Dividende

Dividende — an die Besitzer von Aktien in der Regel jährlich gezahlter Profitanteil. Die Dividende wird meist in Prozent des Nennwerts des Aktienkapitals ausgedrückt. Solange die Aktienzeichner zugleich auch die Geschäftspolitik der Aktiengesellschaft bestimmten, entsprach die Dividende im Wesentlichen dem vom Unternehmen realisierten Profit (abzüglich Bankzinsen, Grundrenten usw.). Seitdem das Gros der Aktienbesitzer zu bloßen Geldgebern gewor­den ist, während die Leitung der großen Ak­tiengesellschaften praktisch von den Monopolher­ren und Großbanken wahrgenommen wird, be­stimmt sich der Dividendensatz im wesentlichen durch die Höhe des geltenden Zinsfußes, bezogen auf den Kurswert der Aktie.
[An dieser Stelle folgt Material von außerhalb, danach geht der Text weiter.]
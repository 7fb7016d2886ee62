// src/graph/mutate.rs

//! Randomized structural edits, used by the incremental benchmark loop
//! to churn the graph between executions.

use rand::seq::SliceRandom;
use rand::Rng;
use tracing::debug;

use crate::graph::{Graph, NodeId};

/// Attempt budget multiplier for [`Graph::add_random_edges`]: up to
/// `20 * count + 100` draws before giving up on a dense graph.
const ADD_EDGE_TRIES_PER_EDGE: usize = 20;

impl Graph {
    /// Remove `min(count, num_nodes())` nodes chosen uniformly,
    /// together with their incident edges.
    pub fn remove_random_nodes(&mut self, count: usize, rng: &mut impl Rng) {
        let mut candidates: Vec<NodeId> = self.node_ids().collect();
        candidates.shuffle(rng);
        candidates.truncate(count.min(self.num_nodes()));
        for node in candidates {
            self.remove_node(node);
        }
    }

    /// Remove `min(count, num_edges())` edges chosen uniformly.
    pub fn remove_random_edges(&mut self, count: usize, rng: &mut impl Rng) {
        let mut candidates: Vec<_> = self.edge_ids().collect();
        candidates.shuffle(rng);
        candidates.truncate(count.min(self.num_edges()));
        for edge in candidates {
            self.remove_edge(edge);
        }
    }

    /// Insert up to `count` edges that respect the current topological
    /// order, so the graph stays acyclic. Each attempt draws positions
    /// `i < j` in a forward topological order and connects
    /// `topo[i] -> topo[j]` unless that edge already exists.
    ///
    /// Returns the number actually added, which can fall short of
    /// `count` on a dense graph once the attempt budget runs out.
    pub fn add_random_edges(&mut self, count: usize, rng: &mut impl Rng) -> usize {
        let topo = self.forward_topo_order();
        let n = topo.len();
        if n < 2 || count == 0 {
            return 0;
        }

        let max_possible = n * (n - 1) / 2;
        let target = count.min(max_possible);
        let max_tries = ADD_EDGE_TRIES_PER_EDGE * target + 100;

        let mut added = 0usize;
        for _ in 0..max_tries {
            if added == target {
                break;
            }
            let i = rng.gen_range(0..=n - 2);
            let j = rng.gen_range(i + 1..=n - 1);
            let (from, to) = (topo[i], topo[j]);
            if self.contains_edge(from, to) {
                continue;
            }
            self.insert_edge(from, to);
            added += 1;
        }

        debug!(requested = count, added, "random forward edges inserted");
        added
    }

    /// Insert `count` fresh nodes named `{prefix}_{num_nodes}_{i}`,
    /// each wired to one uniformly-chosen pre-existing node with a fair
    /// coin deciding the direction. A fresh node has no other edges,
    /// so either direction keeps the graph acyclic.
    pub fn add_random_nodes(
        &mut self,
        count: usize,
        rng: &mut impl Rng,
        prefix: &str,
    ) -> Vec<NodeId> {
        let existing: Vec<NodeId> = self.node_ids().collect();

        let mut fresh = Vec::with_capacity(count);
        for i in 0..count {
            let name = format!("{prefix}_{}_{i}", self.num_nodes());
            fresh.push(self.insert_node(name));
        }

        if existing.is_empty() {
            return fresh;
        }

        for &node in &fresh {
            let anchor = existing[rng.gen_range(0..existing.len())];
            if rng.gen_bool(0.5) {
                self.insert_edge(anchor, node);
            } else {
                self.insert_edge(node, anchor);
            }
        }
        fresh
    }
}
// src/main.rs

use dagcap_cli::{cli, logging, run};

#[tokio::main]
async fn main() {
    if let Err(err) = run_main().await {
        eprintln!("dagcap error: {err:?}");
        std::process::exit(1);
    }
}

async fn run_main() -> anyhow::Result<()> {
    let args = cli::parse();
    logging::init_logging(args.log_level)?;
    run(args).await
}
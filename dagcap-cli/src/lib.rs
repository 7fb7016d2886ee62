// src/lib.rs

pub mod cli;
pub mod commands;
pub mod config;
pub mod logging;

use anyhow::Result;

use crate::cli::{CliArgs, Command};

/// High-level entry point used by `main.rs`: dispatch the parsed
/// subcommand.
pub async fn run(args: CliArgs) -> Result<()> {
    match args.command {
        Command::Baseline {
            circuit,
            matrix_size,
        } => commands::bench::baseline(&circuit, matrix_size).await,

        Command::Cluster {
            circuit,
            matrix_size,
            partition_size,
        } => commands::bench::cluster(&circuit, matrix_size, partition_size).await,

        Command::Streams {
            circuit,
            matrix_size,
            num_streams,
        } => commands::bench::streams(&circuit, matrix_size, num_streams).await,

        Command::Semaphore {
            circuit,
            matrix_size,
            num_semaphore,
        } => commands::bench::semaphore(&circuit, matrix_size, num_semaphore).await,

        Command::Incre {
            circuit,
            num_incre_ops,
            config,
            matrix_size,
            iterations,
            max_streams,
            seed,
        } => {
            let params = commands::incre::resolve_params(
                config.as_deref(),
                num_incre_ops,
                matrix_size,
                iterations,
                max_streams,
                seed,
            )?;
            commands::incre::run(&circuit, params).await
        }
    }
}
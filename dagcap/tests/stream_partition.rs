use std::collections::HashSet;

use dagcap::{Graph, GraphError, NodeId};
use rand::rngs::StdRng;
use rand::SeedableRng;

/// Seven-node fan: n1 -> {n3, n4, n5} -> n7, n3 -> n6, n2 isolated.
fn fan() -> (Graph, [NodeId; 7]) {
    let mut graph = Graph::new();
    let n: Vec<NodeId> = (1..=7).map(|i| graph.insert_node(format!("n{i}"))).collect();
    graph.insert_edge(n[0], n[2]);
    graph.insert_edge(n[0], n[3]);
    graph.insert_edge(n[0], n[4]);
    graph.insert_edge(n[2], n[6]);
    graph.insert_edge(n[3], n[6]);
    graph.insert_edge(n[4], n[6]);
    graph.insert_edge(n[2], n[5]);
    let ids = [n[0], n[1], n[2], n[3], n[4], n[5], n[6]];
    (graph, ids)
}

fn reshaped_edges(graph: &Graph) -> Vec<(NodeId, NodeId)> {
    let mut edges = Vec::new();
    for node in graph.node_ids() {
        for &succ in graph.reshaped_fanouts(node) {
            edges.push((node, succ));
        }
    }
    edges
}

/// Every reshaped edge must point from a smaller to a larger topo id;
/// that is what keeps the union of both edge sets acyclic.
fn assert_monotone(graph: &Graph) {
    for (from, to) in reshaped_edges(graph) {
        let t_from = graph.topo_id(from).unwrap();
        let t_to = graph.topo_id(to).unwrap();
        assert!(t_from < t_to, "reshaped edge {t_from} -> {t_to} goes backwards");
    }
}

#[test]
fn fan_with_two_streams() {
    let (mut graph, [n1, n2, n3, n4, n5, n6, n7]) = fan();
    graph.partition_stream(2).unwrap();

    assert!(graph.shares_topo_order_with_original());
    assert_monotone(&graph);

    // lid % 2 deals stream 0 = [n1, n3, n5, n6], stream 1 = [n2, n4, n7].
    // The chains show up as reshaped edges between stream neighbours.
    let edges: HashSet<(NodeId, NodeId)> = reshaped_edges(&graph).into_iter().collect();
    assert!(edges.contains(&(n1, n3)));
    assert!(edges.contains(&(n3, n5)));
    assert!(edges.contains(&(n5, n6)));
    assert!(edges.contains(&(n2, n4)));
    assert!(edges.contains(&(n4, n7)));
    // Cross-stream dependencies survive: n1 feeds n4's stream, n5 is
    // the latest same-stream predecessor of n7.
    assert!(edges.contains(&(n1, n4)));
    assert!(edges.contains(&(n5, n7)));
    assert_eq!(edges.len(), 7);
}

#[test]
fn single_stream_serializes_everything() {
    let (mut graph, _) = fan();
    graph.partition_stream(1).unwrap();

    // One chain of all nodes: exactly |V| - 1 linearization edges plus
    // no cross-stream edges.
    let edges = reshaped_edges(&graph);
    assert_eq!(edges.len(), graph.num_nodes() - 1);
    assert!(graph.shares_topo_order_with_original());
    assert_monotone(&graph);

    // Chain edges follow topo_id order exactly.
    let mut in_counts = vec![0usize; graph.num_nodes()];
    for node in graph.node_ids() {
        in_counts[graph.topo_id(node).unwrap()] = graph.reshaped_fanins(node).len();
    }
    // Every node except the first has exactly one reshaped fanin.
    assert_eq!(in_counts[0], 0);
    assert!(in_counts[1..].iter().all(|&c| c == 1));
}

#[test]
fn stream_partition_is_deterministic() {
    let (mut graph_a, _) = fan();
    let (mut graph_b, _) = fan();
    graph_a.partition_stream(3).unwrap();
    graph_b.partition_stream(3).unwrap();
    assert_eq!(reshaped_edges(&graph_a), reshaped_edges(&graph_b));

    // Re-partitioning the same graph reproduces the same reshaping.
    let first = reshaped_edges(&graph_a);
    graph_a.partition_stream(3).unwrap();
    assert_eq!(reshaped_edges(&graph_a), first);
}

#[test]
fn zero_streams_is_a_config_error() {
    let (mut graph, _) = fan();
    assert!(matches!(
        graph.partition_stream(0),
        Err(GraphError::Config(_))
    ));
}

#[test]
fn cyclic_graph_is_rejected() {
    let (mut graph, [n1, _, n3, ..]) = fan();
    graph.insert_edge(n3, n1);
    assert!(matches!(
        graph.partition_stream(2),
        Err(GraphError::CycleDetected)
    ));
}

#[test]
fn compatibility_holds_across_widths_on_a_random_dag() {
    let mut rng = StdRng::seed_from_u64(4242);
    let mut graph = Graph::new();
    let nodes: Vec<NodeId> = (0..80).map(|i| graph.insert_node(format!("r{i}"))).collect();
    for pair in nodes.windows(2) {
        graph.insert_edge(pair[0], pair[1]);
    }
    graph.add_random_edges(120, &mut rng);
    assert!(!graph.has_cycle());

    for streams in 1..=8 {
        graph.partition_stream(streams).unwrap();
        assert!(graph.shares_topo_order_with_original());
        assert_monotone(&graph);
    }
}

#[test]
fn at_most_s_chains_exist() {
    let (mut graph, _) = fan();
    for streams in 1..=4 {
        graph.partition_stream(streams).unwrap();

        // Chain heads are the nodes with no reshaped fanin from their
        // own chain; counting nodes with reshaped in-degree 0 bounds
        // the number of chains, since every chain head has none.
        let heads = graph
            .node_ids()
            .filter(|&n| graph.reshaped_fanins(n).is_empty())
            .count();
        assert!(heads <= streams, "{heads} chain heads with {streams} streams");
    }
}
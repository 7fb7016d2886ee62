// src/partition/stream.rs

//! Stream partitioning: deterministic reshaping of the edge set into
//! `S` linear chains plus cross-chain edges. Execution of the reshaped
//! adjacency never has more than `S` tasks ready at once, and the
//! reshaped edges stay compatible with a topological order of the
//! primary graph.

use tracing::info;

use crate::errors::{GraphError, Result};
use crate::graph::{Graph, NodeId};

impl Graph {
    /// Reshape the graph into `num_streams` chains.
    ///
    /// Nodes are processed in BFS level order and dealt to streams by
    /// `lid % num_streams`. For each node, one reshaped edge is added
    /// per cross-stream predecessor, except that predecessors living on
    /// the stream recorded in the node's stream mark collapse to a
    /// single edge from the one with the largest `topo_id` (the chain
    /// covers the earlier ones transitively). Finally each stream is
    /// linearized by connecting its adjacent members.
    ///
    /// Deterministic for a given graph and stream count. Fails with
    /// [`GraphError::Config`] for a zero stream count, propagates
    /// [`GraphError::CycleDetected`] from the level decomposition, and
    /// fails with [`GraphError::InvariantViolation`] if the reshaped
    /// adjacency does not share a topological order with the primary
    /// edges.
    pub fn partition_stream(&mut self, num_streams: usize) -> Result<()> {
        if num_streams == 0 {
            return Err(GraphError::Config("stream count must be at least 1".into()));
        }

        let slots: Vec<u32> = self.node_slots().collect();
        for &slot in &slots {
            self.node_data_mut(slot).reset_marks();
        }

        let levels = self.level_decomposition()?;
        let mut streams: Vec<Vec<u32>> = vec![Vec::new(); num_streams];

        for level in &levels {
            for node in level {
                let slot = node.index;
                let stream_cur = self.stream_of(slot, num_streams);
                let mark = self.node_data(slot).stream_mark;

                // Scan predecessors: same-mark ones compete for a
                // single edge, other cross-stream ones each get a
                // direct edge.
                let mut last_same: Option<(u32, usize)> = None;
                let mut cross: Vec<u32> = Vec::new();
                for e in self.in_edge_slots(slot) {
                    let pred = self.edge_data(e).from.index;
                    let pred_stream = self.stream_of(pred, num_streams);
                    if Some(pred_stream) == mark {
                        let topo = self.topo_of(pred);
                        match last_same {
                            Some((_, best)) if best >= topo => {}
                            _ => last_same = Some((pred, topo)),
                        }
                    } else if pred_stream != stream_cur {
                        cross.push(pred);
                    }
                }

                for pred in cross {
                    self.push_reshaped(pred, slot);
                }
                if let Some((pred, _)) = last_same {
                    self.push_reshaped(pred, slot);
                }

                streams[stream_cur].push(slot);

                // Hint cross-stream successors that a predecessor of
                // theirs lives on this stream.
                let succs: Vec<u32> = self
                    .out_edge_slots(slot)
                    .map(|e| self.edge_data(e).to.index)
                    .collect();
                for succ in succs {
                    if self.stream_of(succ, num_streams) != stream_cur {
                        self.node_data_mut(succ).stream_mark = Some(stream_cur);
                    }
                }
            }
        }

        // Serialize each stream into a chain.
        for stream in &streams {
            for pair in stream.windows(2) {
                self.push_reshaped(pair[0], pair[1]);
            }
        }

        if !self.shares_topo_order_with_original() {
            return Err(GraphError::InvariantViolation(
                "reshaped edges do not share a topological order with the primary graph".into(),
            ));
        }

        info!(
            streams = num_streams,
            nodes = self.num_nodes(),
            "stream partition complete"
        );
        Ok(())
    }

    /// Reshaped predecessors of `node` from the most recent
    /// [`partition_stream`](Graph::partition_stream).
    pub fn reshaped_fanins(&self, node: NodeId) -> &[NodeId] {
        &self.node_data(self.node_slot(node)).reshaped_in
    }

    /// Reshaped successors of `node` from the most recent
    /// [`partition_stream`](Graph::partition_stream).
    pub fn reshaped_fanouts(&self, node: NodeId) -> &[NodeId] {
        &self.node_data(self.node_slot(node)).reshaped_out
    }

    /// Stream a node is dealt to: its level index modulo the stream
    /// count.
    fn stream_of(&self, slot: u32, num_streams: usize) -> usize {
        let lid = self
            .node_data(slot)
            .lid
            .expect("level decomposition assigns every node a lid");
        lid % num_streams
    }

    fn topo_of(&self, slot: u32) -> usize {
        self.node_data(slot)
            .topo_id
            .expect("level decomposition assigns every node a topo id")
    }

    fn push_reshaped(&mut self, from_slot: u32, to_slot: u32) {
        let from = self.node_id_at(from_slot);
        let to = self.node_id_at(to_slot);
        self.node_data_mut(from_slot).reshaped_out.push(to);
        self.node_data_mut(to_slot).reshaped_in.push(from);
    }
}
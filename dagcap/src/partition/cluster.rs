// src/partition/cluster.rs

//! C-PASTA clustering: a parallel work-stealing traversal that fuses
//! nodes into clusters of bounded size, biased toward the cluster of
//! each node's highest-numbered predecessor so linear chains stay
//! together. The result is a coarse cluster DAG that executes with far
//! fewer, larger tasks.

use std::collections::{HashSet, VecDeque};
use std::sync::atomic::{AtomicI64, AtomicUsize, Ordering};
use std::thread;

use crossbeam_deque::{Steal, Stealer, Worker};
use tracing::{debug, info};

use crate::errors::{GraphError, Result};
use crate::graph::{Graph, NodeId};

/// Aggregate node of the cluster DAG: the primary nodes fused into one
/// schedulable unit.
#[derive(Debug)]
pub struct ClusterNode {
    members: Vec<NodeId>,
    fanins: Vec<usize>,
    fanouts: Vec<usize>,
}

/// Edge between two distinct clusters.
#[derive(Debug, Clone, Copy, PartialEq, Eq)]
pub struct ClusterEdge {
    pub from: usize,
    pub to: usize,
}

/// Coarse DAG produced by [`Graph::partition_c_pasta`]. Rebuilt from
/// scratch on every partition call and discarded by the next structural
/// mutation of the primary graph.
#[derive(Debug, Default)]
pub struct ClusterDag {
    cnodes: Vec<ClusterNode>,
    cedges: Vec<ClusterEdge>,
}

impl ClusterDag {
    pub fn num_clusters(&self) -> usize {
        self.cnodes.len()
    }

    pub fn num_edges(&self) -> usize {
        self.cedges.len()
    }

    /// Primary nodes fused into cluster `cluster`, in slot order.
    pub fn members(&self, cluster: usize) -> &[NodeId] {
        &self.cnodes[cluster].members
    }

    /// Clusters reachable from `cluster` over one edge.
    pub fn fanouts(&self, cluster: usize) -> impl Iterator<Item = usize> + '_ {
        self.cnodes[cluster]
            .fanouts
            .iter()
            .map(|&e| self.cedges[e].to)
    }

    /// Clusters with an edge into `cluster`.
    pub fn fanins(&self, cluster: usize) -> impl Iterator<Item = usize> + '_ {
        self.cnodes[cluster]
            .fanins
            .iter()
            .map(|&e| self.cedges[e].from)
    }

    pub fn edges(&self) -> impl Iterator<Item = ClusterEdge> + '_ {
        self.cedges.iter().copied()
    }

    /// Kahn topological sort over the clusters; true when it stalls
    /// before visiting every cluster.
    pub fn has_cycle(&self) -> bool {
        let mut indegree: Vec<usize> =
            self.cnodes.iter().map(|c| c.fanins.len()).collect();
        let mut queue: VecDeque<usize> = indegree
            .iter()
            .enumerate()
            .filter(|(_, &d)| d == 0)
            .map(|(i, _)| i)
            .collect();

        let mut visited = 0usize;
        while let Some(cluster) = queue.pop_front() {
            visited += 1;
            for e in &self.cnodes[cluster].fanouts {
                let succ = self.cedges[*e].to;
                indegree[succ] -= 1;
                if indegree[succ] == 0 {
                    queue.push_back(succ);
                }
            }
        }
        visited != self.cnodes.len()
    }
}

/// Shared state of one clustering run. All arrays are indexed by node
/// slot; cluster ids are dense `0..=max_cluster_id`.
struct ClusterScratch {
    dep_cnt: Vec<AtomicUsize>,
    cluster_of: Vec<AtomicI64>,
    cluster_cnt: Vec<AtomicUsize>,
    processed: AtomicUsize,
    max_cluster_id: AtomicI64,
}

impl Graph {
    /// Fuse nodes into clusters of at most
    /// [`partition_size`](Graph::partition_size) members and build the
    /// cluster DAG.
    ///
    /// Runs one work-stealing worker per hardware thread. The member
    /// assignment is non-deterministic across runs (any racing worker
    /// may win a cluster slot), but the invariants are not: every node
    /// lands in exactly one cluster, no cluster exceeds the size bound,
    /// and every cross-cluster edge points from a smaller to a strictly
    /// larger cluster id, so the cluster DAG is acyclic.
    ///
    /// Fails with [`GraphError::Config`] when no partition size is set
    /// and [`GraphError::CycleDetected`] when the graph is not a DAG.
    pub fn partition_c_pasta(&mut self) -> Result<()> {
        let partition_size = self.partition_size();
        if partition_size == 0 {
            return Err(GraphError::Config(
                "partition size must be set before clustering".into(),
            ));
        }
        if self.has_cycle() {
            return Err(GraphError::CycleDetected);
        }

        let slots: Vec<u32> = self.node_slots().collect();
        for &slot in &slots {
            self.node_data_mut(slot).cluster_id = None;
        }

        let total = self.num_nodes();
        if total == 0 {
            self.clusters = Some(ClusterDag::default());
            return Ok(());
        }

        let cap = self.node_slot_capacity();
        let scratch = ClusterScratch {
            dep_cnt: (0..cap).map(|_| AtomicUsize::new(0)).collect(),
            cluster_of: (0..cap).map(|_| AtomicI64::new(-1)).collect(),
            cluster_cnt: (0..cap).map(|_| AtomicUsize::new(0)).collect(),
            processed: AtomicUsize::new(0),
            max_cluster_id: AtomicI64::new(-1),
        };

        let num_workers = thread::available_parallelism()
            .map(|n| n.get())
            .unwrap_or(1)
            .min(total);

        let workers: Vec<Worker<u32>> =
            (0..num_workers).map(|_| Worker::new_lifo()).collect();
        let stealers: Vec<Stealer<u32>> = workers.iter().map(Worker::stealer).collect();

        // Seed every source into the first deque, each opening a fresh
        // cluster.
        let mut next_id: i64 = 0;
        for &slot in &slots {
            if self.node_data(slot).in_len == 0 {
                scratch.cluster_of[slot as usize].store(next_id, Ordering::Release);
                workers[0].push(slot);
                next_id += 1;
            }
        }
        scratch.max_cluster_id.store(next_id - 1, Ordering::Release);
        debug!(
            sources = next_id,
            workers = num_workers,
            "clustering traversal starting"
        );

        let graph: &Graph = self;
        let scratch_ref = &scratch;
        let stealers_ref = &stealers;
        thread::scope(|s| {
            for (me, worker) in workers.into_iter().enumerate() {
                s.spawn(move || {
                    while scratch_ref.processed.load(Ordering::Acquire) < total {
                        while let Some(slot) = worker.pop() {
                            process_chain(graph, scratch_ref, partition_size, &worker, slot);
                        }

                        for (other, stealer) in stealers_ref.iter().enumerate() {
                            if other == me {
                                continue;
                            }
                            let stolen = loop {
                                match stealer.steal() {
                                    Steal::Success(slot) => break Some(slot),
                                    Steal::Empty => break None,
                                    Steal::Retry => continue,
                                }
                            };
                            if let Some(slot) = stolen {
                                process_chain(graph, scratch_ref, partition_size, &worker, slot);
                                break;
                            }
                        }
                    }
                });
            }
        });

        self.materialize_clusters(&scratch, partition_size)
    }

    /// Cluster DAG from the most recent
    /// [`partition_c_pasta`](Graph::partition_c_pasta), or `None` if
    /// the graph was mutated since.
    pub fn cluster_dag(&self) -> Option<&ClusterDag> {
        self.clusters.as_ref()
    }

    /// Cluster id of `node` from the most recent clustering run.
    pub fn cluster_id(&self, node: NodeId) -> Option<usize> {
        self.node_data(self.node_slot(node)).cluster_id
    }

    fn materialize_clusters(
        &mut self,
        scratch: &ClusterScratch,
        partition_size: usize,
    ) -> Result<()> {
        let max_id = scratch.max_cluster_id.load(Ordering::Acquire);
        if max_id < 0 {
            return Err(GraphError::InvariantViolation(
                "clustering finished without allocating a cluster".into(),
            ));
        }

        let num_clusters = (max_id + 1) as usize;
        let mut buckets: Vec<Vec<NodeId>> = vec![Vec::new(); num_clusters];

        let slots: Vec<u32> = self.node_slots().collect();
        for &slot in &slots {
            let id = scratch.cluster_of[slot as usize].load(Ordering::Acquire);
            if id < 0 {
                return Err(GraphError::InvariantViolation(format!(
                    "node {slot} was never assigned a cluster"
                )));
            }
            let id = id as usize;
            self.node_data_mut(slot).cluster_id = Some(id);
            buckets[id].push(self.node_id_at(slot));
        }

        for (id, members) in buckets.iter().enumerate() {
            if members.is_empty() {
                return Err(GraphError::InvariantViolation(format!(
                    "cluster {id} has no members"
                )));
            }
            if members.len() > partition_size {
                return Err(GraphError::InvariantViolation(format!(
                    "cluster {id} holds {} members, limit is {partition_size}",
                    members.len()
                )));
            }
        }

        let mut dag = ClusterDag {
            cnodes: buckets
                .into_iter()
                .map(|members| ClusterNode {
                    members,
                    fanins: Vec::new(),
                    fanouts: Vec::new(),
                })
                .collect(),
            cedges: Vec::new(),
        };

        // One cluster edge per distinct (from, to) pair of the primary
        // edges that cross a cluster boundary.
        let mut seen: HashSet<(usize, usize)> = HashSet::new();
        let edge_ids: Vec<_> = self.edge_ids().collect();
        for edge in edge_ids {
            let (u, v) = self.edge_endpoints(edge);
            let cu = self.node_data(self.node_slot(u)).cluster_id;
            let cv = self.node_data(self.node_slot(v)).cluster_id;
            let (Some(cu), Some(cv)) = (cu, cv) else { continue };
            if cu == cv || !seen.insert((cu, cv)) {
                continue;
            }
            let idx = dag.cedges.len();
            dag.cedges.push(ClusterEdge { from: cu, to: cv });
            dag.cnodes[cu].fanouts.push(idx);
            dag.cnodes[cv].fanins.push(idx);
        }

        info!(
            clusters = dag.num_clusters(),
            cluster_edges = dag.num_edges(),
            "clustering complete"
        );
        self.clusters = Some(dag);
        Ok(())
    }
}

/// Process one popped node: assign its cluster, inline the linear chain
/// hanging off it, then release its successors.
fn process_chain(
    graph: &Graph,
    scratch: &ClusterScratch,
    partition_size: usize,
    worker: &Worker<u32>,
    slot: u32,
) {
    scratch.processed.fetch_add(1, Ordering::AcqRel);
    assign_cluster_id(graph, scratch, partition_size, slot);

    // Follow the linear chain: single fanout whose target has a single
    // fanin. Chain members never need the deque, their only dependency
    // is the node we just handled.
    let mut cur = slot;
    loop {
        if graph.node_data(cur).out_len != 1 {
            break;
        }
        let Some(e) = graph.out_edge_slots(cur).next() else { break };
        let succ = graph.edge_data(e).to.index;
        if graph.node_data(succ).in_len != 1 {
            break;
        }
        cur = succ;
        scratch.dep_cnt[cur as usize].fetch_add(1, Ordering::AcqRel);
        scratch.processed.fetch_add(1, Ordering::AcqRel);
        assign_cluster_id(graph, scratch, partition_size, cur);
    }

    // Release the dependents of the chain's final node. The AcqRel
    // counter increment is what publishes this worker's cluster-id
    // stores to whichever worker ends up releasing the successor.
    for e in graph.out_edge_slots(cur) {
        let succ = graph.edge_data(e).to.index;
        let fanin_count = graph.node_data(succ).in_len;
        if scratch.dep_cnt[succ as usize].fetch_add(1, Ordering::AcqRel) == fanin_count - 1 {
            worker.push(succ);
        }
    }
}

/// Pick the cluster for `slot`: the highest cluster id among its
/// predecessors (or its own pre-seeded id for sources), falling back to
/// a fresh cluster when the desired one is full.
fn assign_cluster_id(
    graph: &Graph,
    scratch: &ClusterScratch,
    partition_size: usize,
    slot: u32,
) {
    let mut desired = scratch.cluster_of[slot as usize].load(Ordering::Acquire);
    for e in graph.in_edge_slots(slot) {
        let pred = graph.edge_data(e).from.index;
        let c = scratch.cluster_of[pred as usize].load(Ordering::Acquire);
        if c > desired {
            desired = c;
        }
    }
    // Every predecessor was assigned before this node was released and
    // sources are pre-seeded, so a cluster id is always available.
    debug_assert!(desired >= 0, "node processed before its predecessors");
    let desired = desired as usize;

    if scratch.cluster_cnt[desired].fetch_add(1, Ordering::AcqRel) < partition_size {
        scratch.cluster_of[slot as usize].store(desired as i64, Ordering::Release);
    } else {
        let fresh = scratch.max_cluster_id.fetch_add(1, Ordering::AcqRel) + 1;
        scratch.cluster_of[slot as usize].store(fresh, Ordering::Release);
        scratch.cluster_cnt[fresh as usize].fetch_add(1, Ordering::AcqRel);
    }
}
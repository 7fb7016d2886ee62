// src/config/model.rs

use serde::Deserialize;

/// Scenario configuration as read from a TOML file:
///
/// ```toml
/// [workload]
/// matrix_size = 8
///
/// [incremental]
/// iterations = 1000
/// ops_per_iteration = 4
/// max_streams = 8
/// seed = 42
/// ```
///
/// Both sections are optional and have the defaults shown above.
#[derive(Debug, Clone, Default, Deserialize)]
pub struct ScenarioFile {
    /// Per-task payload parameters from `[workload]`.
    #[serde(default)]
    pub workload: WorkloadSection,

    /// Incremental benchmark parameters from `[incremental]`.
    #[serde(default)]
    pub incremental: IncrementalSection,
}

/// `[workload]` section.
#[derive(Debug, Clone, Deserialize)]
pub struct WorkloadSection {
    /// Side length of the synthetic matrix-multiply payload.
    #[serde(default = "default_matrix_size")]
    pub matrix_size: usize,
}

fn default_matrix_size() -> usize {
    8
}

impl Default for WorkloadSection {
    fn default() -> Self {
        Self {
            matrix_size: default_matrix_size(),
        }
    }
}

/// `[incremental]` section.
#[derive(Debug, Clone, Deserialize)]
pub struct IncrementalSection {
    /// Number of churn iterations to run.
    #[serde(default = "default_iterations")]
    pub iterations: usize,

    /// Nodes/edges removed and added per iteration, unless the CLI
    /// supplies its own count.
    #[serde(default = "default_ops_per_iteration")]
    pub ops_per_iteration: usize,

    /// The stream count bounces in `[1, max_streams]` across
    /// iterations.
    #[serde(default = "default_max_streams")]
    pub max_streams: usize,

    /// Seed for the mutation RNG; fixed so runs are reproducible.
    #[serde(default = "default_seed")]
    pub seed: u64,
}

fn default_iterations() -> usize {
    1000
}

fn default_ops_per_iteration() -> usize {
    4
}

fn default_max_streams() -> usize {
    8
}

fn default_seed() -> u64 {
    42
}

impl Default for IncrementalSection {
    fn default() -> Self {
        Self {
            iterations: default_iterations(),
            ops_per_iteration: default_ops_per_iteration(),
            max_streams: default_max_streams(),
            seed: default_seed(),
        }
    }
}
Die Dividende macht gegen­wärtig stets nur einen Bruchteil des tatsächlich erzielten Profits aus. Setzt man die Dividende in Bezie­hung zum Börsenkurs (Börse), der heute meist über 100% liegt, so wird dies als Rendite der Aktien bezeichnet. Meist sind die Dividende in Zeiten guten Geschäftsganges prozentual hoch, in Nie­dergangszeiten dagegen gering oder gleich Null; auffälligen Abweichungen von dieser Regel liegen oft Betrugsmanöver, z. B. zur Hinauszögerung_ eines bevorstehenden Bankrotts, zugrunde.